C’est l’un des nombreux exemples contenus dans le Huangdi Neijing qui montre à quel point l’acupuncture était avancée à cette époque. Aujourd’hui le traitement par acupuncture est souvent limité au seul traitement de la douleur. Ce type de symptômes est principalement lié au désordre des chaines musculaires et pas aux dysfonctionnements des méridiens principaux, ni aux dysfonctionnements des Zang Fu.
Je pense qu’une grande partie des connaissances pratiques contenues dans le Ling Shu n’a pas encore été pleinement utilisée en acupuncture. Nous ne pouvons pas réellement affirmer connaitre l’acupuncture avant d’avoir étudié le Ling Shu en détails.
En tant que professeur d’acupuncture, j’ai été souvent confronté à des questions telles que: «Utilisons-nous la théorie de l’équilibre Yin / Yang dans la pratique de l’acupuncture? Utilisons-nous la théorie des méridiens dans le diagnostic? Comment pouvons-nous retenir toutes les indications des points d’acupuncture? Utilisons-nous tous ces points dans la pratique clinique? Appliquons-nous la technique de tonification et de dispersion pendant les traitements ? Appliquons-nous différentes techniques pour différents types de maladies? Quelle partie de la théorie de la MTC s’applique réellement à la pratique de l’acupuncture?
Si l’acupuncture doit être prise au sérieux en tant que pratique médicale, ces questions doivent trouver des réponses.
J’ai tenté de répondre à ces questions par ma pratique clinique et ma connaissance du langage universel de la symbolique des nombres, de la géométrie, de l’astrologie et de la musique.

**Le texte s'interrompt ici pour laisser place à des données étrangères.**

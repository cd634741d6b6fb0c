//! Deferred structural mutations.
//!
//! A [`CommandBuffer`] records mutations during a pass and applies them in
//! recording order at a single playback point.

use std::collections::HashSet;

use tether_foundation::{EntityId, Error, KeywordId, Result, Value};

use crate::link::LinkRecord;
use crate::world::World;

/// One recorded mutation.
#[derive(Clone, Debug, PartialEq)]
pub enum Command {
    /// Add a component the entity lacks.
    AddComponent {
        /// Target entity.
        entity: EntityId,
        /// Component kind.
        component: KeywordId,
        /// Component value.
        value: Value,
    },
    /// Overwrite a component the entity has.
    SetComponent {
        /// Target entity.
        entity: EntityId,
        /// Component kind.
        component: KeywordId,
        /// Component value.
        value: Value,
    },
    /// Remove a component if present.
    RemoveComponent {
        /// Target entity.
        entity: EntityId,
        /// Component kind.
        component: KeywordId,
    },
    /// Add a component at its default value if absent.
    AddDefault {
        /// Target entity.
        entity: EntityId,
        /// Component kind.
        component: KeywordId,
    },
    /// Give an entity a link list.
    CreateLinkList {
        /// Linked entity.
        entity: EntityId,
        /// Capacity hint.
        capacity: usize,
    },
    /// Append a record to an entity's link list.
    AppendLink {
        /// Linked entity.
        linked: EntityId,
        /// Record to append.
        record: LinkRecord,
    },
    /// Destroy an entity.
    Destroy(EntityId),
}

impl Command {
    /// Applies this command to a world.
    ///
    /// # Errors
    ///
    /// Returns the world's error for the mutation.
    pub fn apply(self, world: &mut World) -> Result<()> {
        match self {
            Self::AddComponent {
                entity,
                component,
                value,
            } => world.add(entity, component, value),
            Self::SetComponent {
                entity,
                component,
                value,
            } => world.set(entity, component, value),
            Self::RemoveComponent { entity, component } => {
                world.remove(entity, component).map(|_| ())
            }
            Self::AddDefault { entity, component } => {
                world.add_default(entity, component).map(|_| ())
            }
            Self::CreateLinkList { entity, capacity } => {
                world.create_link_list(entity, capacity).map(|_| ())
            }
            Self::AppendLink { linked, record } => match world.link_list_mut(linked) {
                Some(list) => {
                    list.push(record);
                    Ok(())
                }
                None => Err(Error::link_list_missing(linked)),
            },
            Self::Destroy(entity) => world.destroy(entity),
        }
    }

    /// Short name of the command, for logs and error context.
    #[must_use]
    pub fn name(&self) -> &'static str {
        match self {
            Self::AddComponent { .. } => "add-component",
            Self::SetComponent { .. } => "set-component",
            Self::RemoveComponent { .. } => "remove-component",
            Self::AddDefault { .. } => "add-default",
            Self::CreateLinkList { .. } => "create-link-list",
            Self::AppendLink { .. } => "append-link",
            Self::Destroy(_) => "destroy",
        }
    }
}

/// Ordered batch of commands awaiting playback.
#[derive(Clone, Debug, Default)]
pub struct CommandBuffer {
    commands: Vec<Command>,
    /// Entities this batch gives a link list.
    prepared: HashSet<EntityId>,
}

impl CommandBuffer {
    /// Creates an empty buffer.
    #[must_use]
    pub fn new() -> Self {
        Self::default()
    }

    /// Records a command.
    pub fn record(&mut self, command: Command) {
        if let Command::CreateLinkList { entity, .. } = command {
            self.prepared.insert(entity);
        }
        self.commands.push(command);
    }

    /// Returns true if a recorded command creates `entity`'s link list.
    #[must_use]
    pub fn prepares_link_list(&self, entity: EntityId) -> bool {
        self.prepared.contains(&entity)
    }

    /// Recorded commands in order.
    #[must_use]
    pub fn commands(&self) -> &[Command] {
        &self.commands
    }

    /// Number of recorded commands.
    #[must_use]
    pub fn len(&self) -> usize {
        self.commands.len()
    }

    /// Returns true if nothing is recorded.
    #[must_use]
    pub fn is_empty(&self) -> bool {
        self.commands.is_empty()
    }

    /// Applies every command in recording order, returning how many ran.
    ///
    /// # Errors
    ///
    /// Stops at the first failing command. Commands before it stay applied.
    pub fn playback(self, world: &mut World) -> Result<usize> {
        let total = self.commands.len();
        for command in self.commands {
            let name = command.name();
            command.apply(world).map_err(|e| e.in_operation(name))?;
        }
        Ok(total)
    }
}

A force de persévérance et d’un travail acharné je m’aperçois finalement que les réponses à mes questions apparaissent aujourd’hui simples et limpides.

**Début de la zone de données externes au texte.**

//! Lifecycle maintenance passes.
//!
//! Two passes run once per tick, tagging before sweeping:
//!
//! 1. [`TagLinkedEntities`] tags every live entity that has a link list but
//!    no participation tag. Deferred list creation cannot tag at record
//!    time; this pass closes that gap before the sweep relies on the tag.
//! 2. [`UnlinkOnDestroy`] finds destroyed entities still holding a link list
//!    (list present, tag gone) and reverts each owner's payload, then
//!    removes the list, which completes the destruction. A list is only
//!    removed once its reverts have been applied; an entity whose reverts
//!    fail keeps its list and is retried next tick.

use tether_foundation::{EntityId, KeywordId, Result, Value};
use tether_storage::{CommandBuffer, LinkRecord, Query, World};
use tracing::{debug, trace};

use crate::config::LinkConfig;
use crate::registry::LinkRegistry;
use crate::sink::{Deferred, EffectSink};

/// What a pass did.
#[derive(Clone, Copy, Debug, Default, PartialEq, Eq)]
pub struct PassReport {
    /// Entities the pass selected.
    pub entities: usize,
    /// Owner payloads reverted.
    pub reverted: usize,
    /// Records whose owner no longer existed.
    pub skipped: usize,
}

/// A pass run over the world once per tick.
pub trait MaintenancePass {
    /// Name used in logs and error context.
    fn name(&self) -> &'static str;

    /// Runs the pass.
    ///
    /// # Errors
    ///
    /// Any store error; the tick should be treated as failed.
    fn run(&mut self, world: &mut World) -> Result<PassReport>;
}

/// Adds the participation tag to live entities with a link list.
#[derive(Clone, Copy, Debug, Default)]
pub struct TagLinkedEntities;

impl TagLinkedEntities {
    fn query() -> Query {
        Query::new()
            .with(KeywordId::LINK_LIST)
            .without(KeywordId::LINKED)
    }
}

impl MaintenancePass for TagLinkedEntities {
    fn name(&self) -> &'static str {
        "tag_linked_entities"
    }

    fn run(&mut self, world: &mut World) -> Result<PassReport> {
        let untagged = world.query(&Self::query());
        for &entity in &untagged {
            world
                .add(entity, KeywordId::LINKED, Value::Bool(true))
                .map_err(|e| e.in_operation(self.name()))?;
            trace!(?entity, "tagged linked entity");
        }
        if !untagged.is_empty() {
            debug!(tagged = untagged.len(), "tagging pass");
        }
        Ok(PassReport {
            entities: untagged.len(),
            ..PassReport::default()
        })
    }
}

/// Reverts owner payloads for destroyed linked entities and discards their
/// lists.
#[derive(Clone, Debug, Default)]
pub struct UnlinkOnDestroy {
    registry: LinkRegistry,
}

impl UnlinkOnDestroy {
    /// Creates the pass with the registry settings it reverts owners under.
    #[must_use]
    pub fn new(config: LinkConfig) -> Self {
        Self {
            registry: LinkRegistry::new(config),
        }
    }

    fn query() -> Query {
        Query::new()
            .with(KeywordId::LINK_LIST)
            .without(KeywordId::LINKED)
            .pending()
    }

    fn sweep(&self, world: &mut World) -> Result<PassReport> {
        let dying = world.query(&Self::query());
        let mut report = PassReport::default();
        let mut failure = None;

        for &linked in &dying {
            match self.sweep_one(world, linked) {
                Ok((reverted, skipped)) => {
                    report.entities += 1;
                    report.reverted += reverted;
                    report.skipped += skipped;
                }
                Err(e) => {
                    debug!(?linked, error = %e, "sweep failed, list kept");
                    failure.get_or_insert(e);
                }
            }
        }

        if report.entities > 0 {
            debug!(
                swept = report.entities,
                reverted = report.reverted,
                skipped = report.skipped,
                "destruction sweep"
            );
        }
        match failure {
            Some(e) => Err(e),
            None => Ok(report),
        }
    }

    /// Reverts the owners recorded by `linked`, then removes its list.
    fn sweep_one(&self, world: &mut World, linked: EntityId) -> Result<(usize, usize)> {
        let records: Vec<LinkRecord> = world
            .link_list(linked)
            .map(|list| list.iter().copied().collect())
            .unwrap_or_default();
        let (mut reverted, mut skipped) = (0, 0);

        let mut buffer = CommandBuffer::new();
        let mut sink = Deferred::new(world, &mut buffer);
        for record in records {
            if sink.store().exists(record.owner) {
                self.registry.unlink_record(&mut sink, record)?;
                reverted += 1;
            } else {
                trace!(owner = ?record.owner, ?linked, "owner already gone");
                skipped += 1;
            }
        }

        buffer.playback(world)?;
        world.remove_link_list(linked)?;
        Ok((reverted, skipped))
    }
}

impl MaintenancePass for UnlinkOnDestroy {
    fn name(&self) -> &'static str {
        "unlink_on_destroy"
    }

    fn run(&mut self, world: &mut World) -> Result<PassReport> {
        self.sweep(world).map_err(|e| e.in_operation(self.name()))
    }
}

Mes doutes concernant l’acupuncture ont aujourd’hui disparu.
Le Ling Shu n’est pas un livre facile à comprendre. Je vais prendre le contre-pied de certains sinologues en affirmant qu’une compréhension complète et approfondie est cruciale pour produire une traduction précise. On ne peut pas traduire correctement un ouvrage comme le Ling Shu si en plus d’une base solide de chinois classique, d’une connaissance parfaite du Su Wen, d’une pratique clinique conséquente, on ne dispose pas d’une érudition dans le domaine des arts mystiques issus de la haute Egypte. Traduire le Ling Shu n’est pas simplement une question de langue.